La démocratie participative à l’échelon locale, c’est possible !
Interview de Stéphane Herb par Dominique Martin Ferrari
Stéphane Herb, bonjour. Vous êtes une figure militante de la Métropole de Montpellier et sur votre commune de Lattes. On vous doit la conduite des grands rassemblements des marches climat et aujourd’hui vous avez créé une association à Lattes, Latt’agora, en vue de défendre la voix des citoyens et la démocratie participative. J’ai souhaité vous rencontrer pour parler de Lattes et comme un bon moyen de faire un point sur cette démocratie participative rêvée par une nouvelle génération et décriée par les partisans de la démocratie élective. On fait un petit portrait avant de commencer ? d’où venez vous ?
Je suis habitant de la Métropole depuis plus de 20 ans et Lattois depuis environ 15 ans, originaire de Strasbourg, où je suis né. Je suis fonctionnaire territorial en détachement auprès du député écologiste de la 1ère circonscription de l’Hérault, en tant qu’attaché parlementaire. Je m’intéresse à la vie de la cité, à la politique locale, nationale et internationale, à la citoyenneté, et bien sûr aux questions écologiques depuis de nombreuses années, sans vraiment m’engager dans un militantisme actif. Ce n’est que dans une démarche plus consciente, il y a une dizaine d’années, que j’ai pris pleinement conscience que, nous citoyennes et citoyens, avons des responsabilités dans les politiques menées par nos élus, ainsi que dans le choix de la manière de construire nos villes pour les rendre plus résilientes et humaines.
Si le fait d’aller voter à chaque élection est un devoir citoyen, il est aujourd’hui primordial de rester vigilant et d’organiser une veille citoyenne sur l’action de nos élus et les politiques qu’ils mènent. Localement, ce levier est essentiel pour aborder l’ensemble des enjeux qui touchent notre société actuelle : le climat, le développement économique, l’éducation, la sécurité, le social…

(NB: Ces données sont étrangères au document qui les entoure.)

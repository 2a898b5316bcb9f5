//! Event dispatch.
//!
//! The [`Monitor`](crate::monitor::Monitor) pushes every decoded event through an
//! [`EventBus`]. Listeners register with an [`EventFilter`] and can be muted or
//! removed later by [`ListenerId`].

use crate::event::{ButtonEvent, EventKind};
use std::collections::BTreeMap;

/// Trait for reacting to decoded button events.
pub trait EventListener: Send {
    fn on_event(&mut self, event: &ButtonEvent);
}

impl<F> EventListener for F
where
    F: FnMut(&ButtonEvent) + Send,
{
    fn on_event(&mut self, event: &ButtonEvent) {
        self(event)
    }
}

/// Determines which events a listener wants to receive.
#[derive(Debug, Clone, Copy)]
pub enum EventFilter {
    All,
    /// Key-down and key-up only.
    KeysOnly,
    WakeOnly,
    /// Key events for one 1-indexed button.
    Button(u8),
    Custom(fn(&ButtonEvent) -> bool),
}

impl EventFilter {
    pub fn accepts(&self, event: &ButtonEvent) -> bool {
        match *self {
            EventFilter::All => true,
            EventFilter::KeysOnly => event.is_key(),
            EventFilter::WakeOnly => event.kind() == EventKind::WakeUp,
            EventFilter::Button(b) => event.is_key() && event.target() == Some(b),
            EventFilter::Custom(f) => f(event),
        }
    }
}

#[derive(Debug, Clone, Copy, PartialEq, Eq, PartialOrd, Ord, Hash)]
pub struct ListenerId(u64);

struct ListenerEntry {
    listener: Box<dyn EventListener>,
    enabled: bool,
    filter: EventFilter,
}

/// Registered listeners, notified in registration order.
#[derive(Default)]
pub struct EventBus {
    next_id: u64,
    listeners: BTreeMap<ListenerId, ListenerEntry>,
}

impl EventBus {
    pub fn new() -> Self {
        Self::default()
    }

    pub fn add_listener(
        &mut self,
        listener: impl EventListener + 'static,
        filter: EventFilter,
    ) -> ListenerId {
        let id = ListenerId(self.next_id);
        self.next_id += 1;
        self.listeners.insert(
            id,
            ListenerEntry {
                listener: Box::new(listener),
                enabled: true,
                filter,
            },
        );
        id
    }

    /// Enables a previously registered listener.
    pub fn enable(&mut self, id: ListenerId) {
        if let Some(entry) = self.listeners.get_mut(&id) {
            entry.enabled = true;
        }
    }

    /// Disables (mutes) a listener without removing it.
    pub fn disable(&mut self, id: ListenerId) {
        if let Some(entry) = self.listeners.get_mut(&id) {
            entry.enabled = false;
        }
    }

    /// Unregisters a listener entirely. Returns `false` if it was not registered.
    pub fn remove_listener(&mut self, id: ListenerId) -> bool {
        self.listeners.remove(&id).is_some()
    }

    pub fn len(&self) -> usize {
        self.listeners.len()
    }

    pub fn is_empty(&self) -> bool {
        self.listeners.is_empty()
    }

    /// Emits one event to all active and matching listeners.
    pub fn emit(&mut self, event: &ButtonEvent) {
        for entry in self.listeners.values_mut() {
            if entry.enabled && entry.filter.accepts(event) {
                entry.listener.on_event(event);
            }
        }
    }

    pub fn emit_all(&mut self, events: &[ButtonEvent]) {
        for event in events {
            self.emit(event);
        }
    }
}

#[cfg(test)]
mod tests {
    use super::*;
    use std::sync::{Arc, Mutex};

    fn recorder() -> (Arc<Mutex<Vec<ButtonEvent>>>, impl EventListener + 'static) {
        let seen = Arc::new(Mutex::new(Vec::new()));
        let sink = Arc::clone(&seen);
        (seen, move |e: &ButtonEvent| sink.lock().unwrap().push(*e))
    }

    #[test]
    fn filters_route_events() {
        let mut bus = EventBus::new();
        let (all, l) = recorder();
        bus.add_listener(l, EventFilter::All);
        let (keys, l) = recorder();
        bus.add_listener(l, EventFilter::KeysOnly);
        let (wake, l) = recorder();
        bus.add_listener(l, EventFilter::WakeOnly);
        let (two, l) = recorder();
        bus.add_listener(l, EventFilter::Button(2));

        bus.emit_all(&[
            ButtonEvent::key_down(2),
            ButtonEvent::key_up(2),
            ButtonEvent::key_down(5),
            ButtonEvent::wake_up(),
        ]);

        assert_eq!(all.lock().unwrap().len(), 4);
        assert_eq!(keys.lock().unwrap().len(), 3);
        assert_eq!(*wake.lock().unwrap(), vec![ButtonEvent::wake_up()]);
        assert_eq!(
            *two.lock().unwrap(),
            vec![ButtonEvent::key_down(2), ButtonEvent::key_up(2)]
        );
    }

    #[test]
    fn custom_filter() {
        fn downs(e: &ButtonEvent) -> bool {
            e.kind() == EventKind::KeyDown
        }
        let mut bus = EventBus::new();
        let (seen, l) = recorder();
        bus.add_listener(l, EventFilter::Custom(downs));
        bus.emit_all(&[ButtonEvent::key_down(1), ButtonEvent::key_up(1)]);
        assert_eq!(*seen.lock().unwrap(), vec![ButtonEvent::key_down(1)]);
    }

    #[test]
    fn disabled_listener_is_skipped_until_enabled() {
        let mut bus = EventBus::new();
        let (seen, l) = recorder();
        let id = bus.add_listener(l, EventFilter::All);

        bus.disable(id);
        bus.emit(&ButtonEvent::key_down(1));
        assert!(seen.lock().unwrap().is_empty());

        bus.enable(id);
        bus.emit(&ButtonEvent::key_down(1));
        assert_eq!(seen.lock().unwrap().len(), 1);
    }

    #[test]
    fn removed_listener_is_gone() {
        let mut bus = EventBus::new();
        let (seen, l) = recorder();
        let id = bus.add_listener(l, EventFilter::All);
        assert!(bus.remove_listener(id));
        assert!(!bus.remove_listener(id));
        assert!(bus.is_empty());
        bus.emit(&ButtonEvent::wake_up());
        assert!(seen.lock().unwrap().is_empty());
    }
}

C’est ainsi que mon engagement citoyen et associatif a débuté, avec la création d’une première association humanitaire, Kalanso – une école pour l’avenir après un voyage dans le pays de Thomas Sankara et des hommes intègres, qui a pour objectif de scolariser des enfants au Burkina Faso et de permettre à un plus grand nombre d’entre eux d’accéder à la connaissance, afin de leur donner les moyens de prendre leur destin en main. Puis, tout naturellement, cet engagement s’est tourné vers les questions écologiques et climatiques, avec la création au niveau national du collectif Citoyens pour le climat, dont je suis le référent pour la Métropole de Montpellier. Ce collectif m’a permis de m’investir davantage dans le militantisme de terrain et de sensibiliser le plus grand nombre aux enjeux environnementaux. Je ne prétends pas être un expert, je me considère plutôt comme un lanceur d’alerte et un citoyen engagé.
Vos actions sur les marches climat ont marqué les esprits. Je me souviens de cette foule qui entourait la mappemonde de la place de la Comédie , c’était en quelle année ?
Les marches pour le climat ont débuté à l’automne 2018, puis se sont succédé tous les deux mois environ, avec une foule record de 15 000 personnes lors de la marche pour le climat du 16 mars 2019. Concernant la marche où nous avions mis le feu (virtuel) à la mappemonde, place de la Comédie, cela devait être en décembre 2019, de manière symbolique, pour dire que notre planète brûle et se réchauffe, et qu’elle atteindra un point de non-retour si nous ne faisons rien. C’était une expérience incroyable humainement de voir cette foule se rassembler à chaque marche pour une même cause, sans distinction politique ni slogans partisans ; nous faisions front pour un même objectif.
Aujourd’hui, nous avons franchi ce point fatidique des 1,5° de réchauffement, et chaque année, le constat est le même : la planète se réchauffe, les catastrophes augmentent à travers le monde. Chaque année est la plus chaude jamais enregistrée. Même si des progrès ont été réalisés, il faut aller plus loin et plus vite. L’échelon local est un point de départ essentiel.
Les marches climat semblent aujourd’hui ne plus faire recette alors que 2024 a été l’année la plus chaude depuis l’avènement de l’ère industrielle. Que se passe t il ?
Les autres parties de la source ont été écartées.